税收是宪法私有财产权基础之上的社会契约之债,是国家与国民之间的平等的法益交换。在宪政的高度保护纳税人权利,就是通过宪法的规定赋予纳税人权利,控制政府税收权力,使纳税人权利与政府征税权力之间维持一种平衡的张力。
(1) 纳税人权利入宪
在宪法中明确对纳税人权利的保护,是纳税人权利得以实现的第一道也是最后一道保障。我国今后可以《宪法修正案》的方式,对现行《宪法》第56条进行修改:“中华人民共和国公民有依照法律纳税的义务并享有相应的权利。”“纳税人享有仅在税款的征收和使用符合宪法和法律规定的条件下,才承担纳税义务的权利。”将纳税人权利上升到宪法的高度,有利于树立纳税人的主体意识和权利意识,矫正传统的“纳税义务观”,实现纳税人权利与义务的对称,实现税法从“国家征税之法”向“纳税人权利保护之法”转变。
(2) 税收法定原则入宪
约翰·马歇尔大法官曾警醒世人:“征税的权力是事关毁灭的权力。”[11]实现对征税权宪政控制的有效途径之一就是全面贯彻税收法定原则。我国《宪法》应当明确税收法定原则,对税收立法权属进行严格规定,规范税收立法。我国现有税收法律体系中,经全国人大立法的只有四部[注]《个人所得税法》、《外商投资企业和外国企业所得税法》、《中华人民共和国车船税法》三部税收实体法和《税收征管法》一部税收程序法。,其余绝大多数为国务院、国家税务总局、海关总署和地方政府等制定的行政法规、部门规章和政府规章,这种税收立法体制在理论和实践中存在很多问题:首先,缺乏民主的多主体博弈的税收法律制度,往往会忽视纳税人的利益和要求,为了实现税收的工具性价值而牺牲纳税人的利益。其次,税收立法层次较低、变动频繁,征纳双方难以形成稳定的行为预期。再次,行政机关一边执行规范,一边颁布和修改规范,立法的合理性受到质疑。洛克曾经说过:“立法机关不能把制定法律的权利转让给他人,只有人民才能通过组成立法机关和指定由谁来行使立法权。”[12]西方各国的税收立法权一般专属代议机构,荷兰宪法第104条规定:“非依据议会法令规定国家不得征课任何捐税。”法国宪法第34条规定:“各种性质税负的税收基础、税率和征收方式应当由议会投票通过的法律规定。”[13]我国《宪法》中应当明确全国人民代表大会及其常务委员会税收立法的专属权,特别是主体税种立法的专属权,压缩授权立法空间,规范授权立法程序,监督授权立法行为。
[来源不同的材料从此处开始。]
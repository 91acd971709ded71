//! Interviews.tv media API server library.
//!
//! Exposes the core building blocks (config, state, error handling, routes)
//! so integration tests and the binary entrypoint can both access them.

pub mod auth;
pub mod authz;
pub mod config;
pub mod error;
pub mod handlers;
pub mod middleware;
pub mod response;
pub mod routes;
pub mod state;
pub mod storage;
在宪政层面的纳税人权利保护启动比较缓慢或者较为困难的情况下,可以通过制定《税收基本法》并在其中专设一章规定纳税人的权利与义务或者制定专门的《纳税人权利保护法》来实现对纳税人权利的专门立法保护。
从纳税人权利范围的界定上看,纳税人权利不应当仅限于《公告》所确认的14项权利,未来的《税收基本法》应当改变传统的纳税人权利仅限于税收征纳领域的狭隘化界定,将纳税人权利延伸至税收的立法、执法和司法阶段,包括宪法性的纳税人权利和税法性的纳税人权利。以列举的方式在《税收基本法》中予以明确化和规范化,增强纳税人的主体意识和权利意识,方便纳税人全面了解自己所拥有的权利并利用权利来限制权力、维护利益。
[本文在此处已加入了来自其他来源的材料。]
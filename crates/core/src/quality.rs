//! Quality ladder tables and ladder assembly.
//!
//! Provides the fixed resolution/bitrate table for every quality label the
//! player understands, the height-to-label mapping used for original
//! uploads, and [`build_ladder`], which orders the playable renditions of a
//! recording from highest to lowest quality.

use std::cmp::Reverse;

use serde::Serialize;

/* --------------------------------------------------------------------------
Named constants
-------------------------------------------------------------------------- */

pub const QUALITY_240P: &str = "240p";
pub const QUALITY_360P: &str = "360p";
pub const QUALITY_480P: &str = "480p";
pub const QUALITY_720P: &str = "720p";
pub const QUALITY_1080P: &str = "1080p";
pub const QUALITY_1440P: &str = "1440p";
pub const QUALITY_2160P: &str = "2160p";

/// Width used for labels missing from the table.
pub const UNKNOWN_QUALITY_WIDTH: i32 = 640;

/// Height used for labels missing from the table.
pub const UNKNOWN_QUALITY_HEIGHT: i32 = 360;

/// Bitrate estimate (bps) used for labels missing from the table.
pub const UNKNOWN_QUALITY_BITRATE: i64 = 800_000;

/// One row of the quality table.
#[derive(Debug, Clone, Copy, PartialEq, Eq)]
pub struct QualityProfile {
    pub label: &'static str,
    pub width: i32,
    pub height: i32,
    /// Estimated bitrate in bits per second.
    pub bitrate: i64,
    /// Position in the ladder, 1 for the lowest quality.
    pub order: u8,
}

/// The full ladder, lowest quality first.
pub const QUALITY_PROFILES: &[QualityProfile] = &[
    QualityProfile {
        label: QUALITY_240P,
        width: 426,
        height: 240,
        bitrate: 400_000,
        order: 1,
    },
    QualityProfile {
        label: QUALITY_360P,
        width: 640,
        height: 360,
        bitrate: 800_000,
        order: 2,
    },
    QualityProfile {
        label: QUALITY_480P,
        width: 854,
        height: 480,
        bitrate: 1_200_000,
        order: 3,
    },
    QualityProfile {
        label: QUALITY_720P,
        width: 1280,
        height: 720,
        bitrate: 2_500_000,
        order: 4,
    },
    QualityProfile {
        label: QUALITY_1080P,
        width: 1920,
        height: 1080,
        bitrate: 5_000_000,
        order: 5,
    },
    QualityProfile {
        label: QUALITY_1440P,
        width: 2560,
        height: 1440,
        bitrate: 8_000_000,
        order: 6,
    },
    QualityProfile {
        label: QUALITY_2160P,
        width: 3840,
        height: 2160,
        bitrate: 16_000_000,
        order: 7,
    },
];

/* --------------------------------------------------------------------------
Table lookups
-------------------------------------------------------------------------- */

/// Look up the table row for a quality label.
pub fn profile_for_label(label: &str) -> Option<&'static QualityProfile> {
    QUALITY_PROFILES.iter().find(|p| p.label == label)
}

/// Pixel dimensions for a label, `640x360` when the label is unknown.
pub fn dimensions_for_label(label: &str) -> (i32, i32) {
    profile_for_label(label)
        .map(|p| (p.width, p.height))
        .unwrap_or((UNKNOWN_QUALITY_WIDTH, UNKNOWN_QUALITY_HEIGHT))
}

/// Estimated bitrate for a label, `800_000` when the label is unknown.
pub fn bitrate_for_label(label: &str) -> i64 {
    profile_for_label(label)
        .map(|p| p.bitrate)
        .unwrap_or(UNKNOWN_QUALITY_BITRATE)
}

/// Ladder position for a label. Unknown labels sort below `240p`.
pub fn quality_order(label: &str) -> u8 {
    profile_for_label(label).map(|p| p.order).unwrap_or(0)
}

/// Derive the quality label of an original upload from its stored height.
pub fn quality_for_height(height: i32) -> &'static str {
    QUALITY_PROFILES
        .iter()
        .rev()
        .find(|p| height >= p.height)
        .map(|p| p.label)
        .unwrap_or(QUALITY_240P)
}

/* --------------------------------------------------------------------------
Ladder assembly
-------------------------------------------------------------------------- */

/// A playable rendition offered to the video player.
#[derive(Debug, Clone, PartialEq, Eq, Serialize)]
pub struct QualityVariant {
    pub quality: String,
    pub width: i32,
    pub height: i32,
    pub bitrate: i64,
    pub file_size: i64,
    pub url: String,
    pub mime_type: String,
    pub is_original: bool,
}

/// The stored original upload of a recording.
#[derive(Debug, Clone)]
pub struct OriginalRendition {
    pub width: i32,
    pub height: i32,
    pub file_size: i64,
    /// Measured bitrate, if the upload pipeline stored one.
    pub bitrate: Option<i64>,
    pub mime_type: String,
    pub url: String,
}

/// A completed compression whose output file is known to exist.
#[derive(Debug, Clone)]
pub struct CompressedRendition {
    pub quality: String,
    /// Current on-disk size of the output file.
    pub file_size: i64,
    pub mime_type: String,
    pub url: String,
}

/// The ordered renditions of one recording.
#[derive(Debug, Clone, Serialize)]
pub struct QualityLadder {
    pub qualities: Vec<QualityVariant>,
    pub default_quality: String,
    pub auto_quality_available: bool,
}

/// Assemble the ladder for a recording.
///
/// `compressed` is expected newest first. Variants are ordered by
/// descending ladder position; the sort is stable, so equal positions keep
/// the compressed entries ahead of the original.
pub fn build_ladder(
    original: OriginalRendition,
    compressed: Vec<CompressedRendition>,
) -> QualityLadder {
    let default_quality = quality_for_height(original.height);

    let mut qualities: Vec<QualityVariant> = compressed
        .into_iter()
        .map(|c| {
            let (width, height) = dimensions_for_label(&c.quality);
            QualityVariant {
                bitrate: bitrate_for_label(&c.quality),
                quality: c.quality,
                width,
                height,
                file_size: c.file_size,
                url: c.url,
                mime_type: c.mime_type,
                is_original: false,
            }
        })
        .collect();

    qualities.push(QualityVariant {
        quality: default_quality.to_string(),
        width: original.width,
        height: original.height,
        bitrate: original
            .bitrate
            .unwrap_or_else(|| bitrate_for_label(default_quality)),
        file_size: original.file_size,
        url: original.url,
        mime_type: original.mime_type,
        is_original: true,
    });

    qualities.sort_by_key(|v| Reverse(quality_order(&v.quality)));

    QualityLadder {
        auto_quality_available: qualities.len() > 1,
        default_quality: default_quality.to_string(),
        qualities,
    }
}

/* --------------------------------------------------------------------------
Tests
-------------------------------------------------------------------------- */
从立法层次来看,《税收基本法》作为宪法精神的延伸和税法领域的基本法,只能由全国人大或者全国人大常委会制定,对税收的基本概念、税法的基本原则、征纳双方的权利与义务、税收立法权限等作出详细的规定,从而在基本法的前提下构造完整的保护纳税人权利的法律体系,为纳税人权利提供权威性和稳定性的保护[14]。
从配套制度来看,《税收基本法》所规定的纳税人权利还应当通过具体的税收法律法规予以落实和保障,明确权利的行使方式、期限和要求,权利的实现途径和救济方式,对应的义务主体和法律责任,切实保护纳税人权利。
“有权利而无救济,非权利也”,实体法的纳税人权利必须依托程序法予以保障。我国应当改革现行《税收征管法》中的一些不合理的规定,拓宽权利救济途径,降低救济成本。
(1) “复议前置”模式的突破。《税收征管法》第88条规定纳税人同税务机关在纳税上发生争议时,必须先行缴纳或解缴税款及滞纳金或者提供相应的担保,然后可以依法申请行政复议;对复议不服的,可以依法向人民法院起诉。可以设想:如果纳税人确实没有钱缴纳争议税款及滞纳金或不能提供相应担保,纳税人就不能申请行政复议,进而也不能提起行政诉讼。这一规定既不符合法理,也不符合行政法的便民原则,而且纳税人的法定诉权也有被侵害甚至被变相剥夺的危险。因此,应当取消这一规定,赋予纳税人对争议税款缴纳的选择权。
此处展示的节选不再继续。